I have a big matrix A which is 1GB of double values, when I reshape it to different dimensions, it's incredible fast.
A=rand(128,1024,1024);
tic;B=reshape(A,1024,128,1024);toc
Elapsed time is 0.000011 seconds.
How can it be that fast? Another observation, MATLAB uses less memory than it should after running that code and storing two matrices of 1GB each: Memory used by MATLAB: 1878 MB (1.969e+09 bytes)
Explanation of the good performance
Matlab uses copy-on-write whenever possible. If you write expressions like B=A, MATLAB does not copy A, instead both variables A and B are references to the same data structure. Only if one of the two variables will be modified, MATLAB will create a copy.
Now to the special case of reshape. Here it looks like A and B are not the same, but in memory they are. The underlying array which holds the data is unaffected by the reshape operation, nothing has to be moved: all(A(:)==B(:)). Everything MATLAB has to do when calling reshape is to create a new reference and annotate it with the new dimensions of the matrix. Reshaping a matrix is nothing more than creating a new reference to the input data, which is annotated with the new dimensions. The runtime of reshape is less than 1µs or roughly the time two simple assignments like B=A require. For all practical applications a zero time operation.
>> tic;for i=1:1000;B=reshape(A,1024,128,1024);end;toc
Elapsed time is 0.000724 seconds.
>> tic;for i=1:1000;B=A;end;toc
Elapsed time is 0.000307 seconds.
It is unknown how large such a reference really is, but we can assume it to be within a few bytes.
Other zero cost operations
Functions known to have practically zero cost (both runtime and memory):
B=reshape(A,sz)
B=A(:)
B=A.' - only for Vectors
B=A' - only for Vectors of real numbers, without the attribute complex. Use .' instead.

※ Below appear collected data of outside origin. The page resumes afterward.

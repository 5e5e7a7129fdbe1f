// SPDX-License-Identifier: GPL-3.0-or-later

//! Scenarios, the platform keyed sets they are grouped into, and the suite
//! runner that narrates their results.
//!
//! A scenario is a plain function over a context value. For the command line
//! suites the context is a [`ScenarioContext`], which carries the run
//! configuration, the executor and the artifact under test. Suites which talk
//! to something else (the native binding for example) use their own context
//! type, the set and the runner are generic over it.

pub mod scratch;

use crate::config::RunConfig;
use crate::execution::{ExecutionError, Executor, Target};
use crate::matcher::{Expectation, Mismatch, match_exit_code, match_output};
use crate::platform::Platform;
use std::collections::HashMap;
use std::fmt;
use std::time::{Duration, Instant};
use thiserror::Error;

/// A named, self-contained check.
pub struct Scenario<C: ?Sized> {
    pub name: &'static str,
    pub run: fn(&C) -> Result<(), ScenarioError>,
}

impl<C: ?Sized> Clone for Scenario<C> {
    fn clone(&self) -> Self {
        *self
    }
}

impl<C: ?Sized> Copy for Scenario<C> {}

impl<C: ?Sized> Scenario<C> {
    pub const fn new(name: &'static str, run: fn(&C) -> Result<(), ScenarioError>) -> Self {
        Self { name, run }
    }
}

/// The base scenarios plus the ones only relevant on a given platform.
pub struct ScenarioSet<C: ?Sized> {
    base: Vec<Scenario<C>>,
    extensions: HashMap<Platform, Vec<Scenario<C>>>,
}

impl<C: ?Sized> ScenarioSet<C> {
    pub fn new(base: Vec<Scenario<C>>) -> Self {
        Self { base, extensions: HashMap::new() }
    }

    pub fn extend(mut self, platform: Platform, scenarios: Vec<Scenario<C>>) -> Self {
        self.extensions.entry(platform).or_default().extend(scenarios);
        self
    }

    /// The base set followed by the extension of the platform.
    pub fn select(&self, platform: Platform) -> Vec<Scenario<C>> {
        let mut selected = self.base.clone();
        if let Some(extension) = self.extensions.get(&platform) {
            selected.extend(extension.iter().copied());
        }
        selected
    }
}

/// What the command line scenarios work with.
pub struct ScenarioContext {
    pub config: RunConfig,
    pub executor: Box<dyn Executor>,
    pub target: Option<Target>,
}

impl ScenarioContext {
    pub fn new(config: RunConfig, executor: Box<dyn Executor>, target: Option<Target>) -> Self {
        Self { config, executor, target }
    }

    pub fn platform(&self) -> Platform {
        self.config.platform
    }

    /// The artifact under test, an environment problem when there is none.
    pub fn target(&self) -> Result<&Target, ScenarioError> {
        self.target.as_ref().ok_or_else(|| ScenarioError::Environment {
            message: String::from("no executable was given to test, pass the artifact path to the run"),
        })
    }

    /// Run the artifact with the arguments, then match the output and the exit code.
    pub fn check(&self, arguments: &str, expected: &Expectation, exit_code: Option<i32>) -> Result<(), ScenarioError> {
        let target = self.target()?;
        self.check_target(target, arguments, expected, exit_code)
    }

    pub fn check_target(
        &self,
        target: &Target,
        arguments: &str,
        expected: &Expectation,
        exit_code: Option<i32>,
    ) -> Result<(), ScenarioError> {
        let outcome = self.executor.execute(target, arguments)?;
        match_output(expected, &outcome.output)?;
        match_exit_code(exit_code, outcome.exit_code)?;
        Ok(())
    }
}

#[derive(Debug, Error)]
pub enum ScenarioError {
    #[error(transparent)]
    Mismatch(#[from] Mismatch),
    #[error(transparent)]
    Execution(#[from] ExecutionError),
    #[error("environment problem: {message}")]
    Environment { message: String },
    #[error("I/O error: {0}")]
    Io(#[from] std::io::Error),
    #[error("Invalid expectation pattern: {0}")]
    Pattern(#[from] regex_lite::Error),
}

impl ScenarioError {
    pub fn environment(message: impl Into<String>) -> Self {
        ScenarioError::Environment { message: message.into() }
    }

    /// Mismatches and environment problems are failures, the rest are errors.
    pub fn is_failure(&self) -> bool {
        matches!(self, ScenarioError::Mismatch(_) | ScenarioError::Environment { .. })
    }

    /// The signal that stopped the scenario's command.
    pub fn interruption(&self) -> Option<i32> {
        match self {
            ScenarioError::Execution(ExecutionError::Interrupted { signal, .. }) => Some(*signal),
            _ => None,
        }
    }
}

/// The result of one scenario.
#[derive(Debug)]
pub struct ScenarioResult {
    pub name: &'static str,
    pub result: Result<(), ScenarioError>,
}

/// The results of a suite, in execution order.
#[derive(Debug)]
pub struct SuiteReport {
    pub suite: String,
    pub results: Vec<ScenarioResult>,
    pub elapsed: Duration,
}

impl SuiteReport {
    pub fn failures(&self) -> usize {
        self.results.iter().filter(|r| matches!(&r.result, Err(e) if e.is_failure())).count()
    }

    pub fn errors(&self) -> usize {
        self.results.iter().filter(|r| matches!(&r.result, Err(e) if !e.is_failure())).count()
    }

    pub fn was_successful(&self) -> bool {
        self.results.iter().all(|r| r.result.is_ok())
    }
}

impl fmt::Display for SuiteReport {
    fn fmt(&self, f: &mut fmt::Formatter<'_>) -> fmt::Result {
        for result in self.results.iter().filter(|r| r.result.is_err()) {
            if let Err(error) = &result.result {
                let kind = if error.is_failure() { "FAIL" } else { "ERROR" };
                writeln!(f, "{}", "=".repeat(70))?;
                writeln!(f, "{kind}: {} ({})", result.name, self.suite)?;
                writeln!(f, "{}", "-".repeat(70))?;
                writeln!(f, "{error}")?;
            }
        }
        writeln!(f, "{}", "-".repeat(70))?;
        writeln!(f, "Ran {} tests in {:.3}s", self.results.len(), self.elapsed.as_secs_f64())?;
        if self.was_successful() {
            write!(f, "OK")
        } else {
            match (self.failures(), self.errors()) {
                (0, errors) => write!(f, "FAILED (errors={errors})"),
                (failures, 0) => write!(f, "FAILED (failures={failures})"),
                (failures, errors) => write!(f, "FAILED (failures={failures}, errors={errors})"),
            }
        }
    }
}

/// Run every scenario, narrating each on the console.
pub fn run_suite<C: ?Sized>(suite: &str, scenarios: &[Scenario<C>], context: &C) -> SuiteReport {
    let started = Instant::now();
    let mut results = Vec::with_capacity(scenarios.len());
    for scenario in scenarios {
        log::debug!("Running scenario {} of {suite}", scenario.name);
        let result = (scenario.run)(context);
        let verdict = match &result {
            Ok(()) => "ok",
            Err(error) if error.is_failure() => "FAIL",
            Err(_) => "ERROR",
        };
        eprintln!("{} ({suite}) ... {verdict}", scenario.name);
        let interruption = result.as_ref().err().and_then(ScenarioError::interruption);
        results.push(ScenarioResult { name: scenario.name, result });
        if let Some(signal) = interruption {
            eprintln!("Received signal {signal}, the rest of {suite} is skipped");
            break;
        }
    }
    let report = SuiteReport { suite: suite.to_string(), results, elapsed: started.elapsed() };
    eprintln!("\n{report}\n");
    report
}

B=permute(A,p) - only for the cases where all(A(:)==B(:)).1
B=ipermute(A,p) - only for the cases where all(A(:)==B(:)).1
B=squeeze(A) 1
shiftdim - only for the cases where all(A(:)==B(:)), which are:1
used to remove leading singleton dimensions.
used with negative second input
used without second input argument.
Functions which are "expensive", regardless of the fact that they don't touch the representation in memory (all(A(:)==B(:)) is true)
Left sided indexing: B(1:numel(A))=A; 2
Right sided indexing other than (:), including B=A(1:end); and B=A(:,:,:); 2
1 Significantly slower runtime than reshape between 1µs and 1ms. Probably because of some constant computation overhead. Memory consumption is practically zero and the runtime is independent from the input size. Operations without this annotation have a runtime below 1µs and roughly equivalent to reshape.
2 Zero cost in OCTAVE
Originally used MATLAB 2013b when writing this post. Confirmed the numbers with MATLAB 2019b.
Related
Question from Julia Discourse
I’m using Julia 1.2. This is my test:
a = rand(1000, 1000)
b = adjoint(a)
c = copy(b)
#btime a * x setup=(x=rand(1000)) # 114.757 μs
#btime b * x setup=(x=rand(1000)) # 94.179 μs
#btime c * x setup=(x=rand(1000)) # 110.325 μs
I was expecting a and c to be at very least not slower.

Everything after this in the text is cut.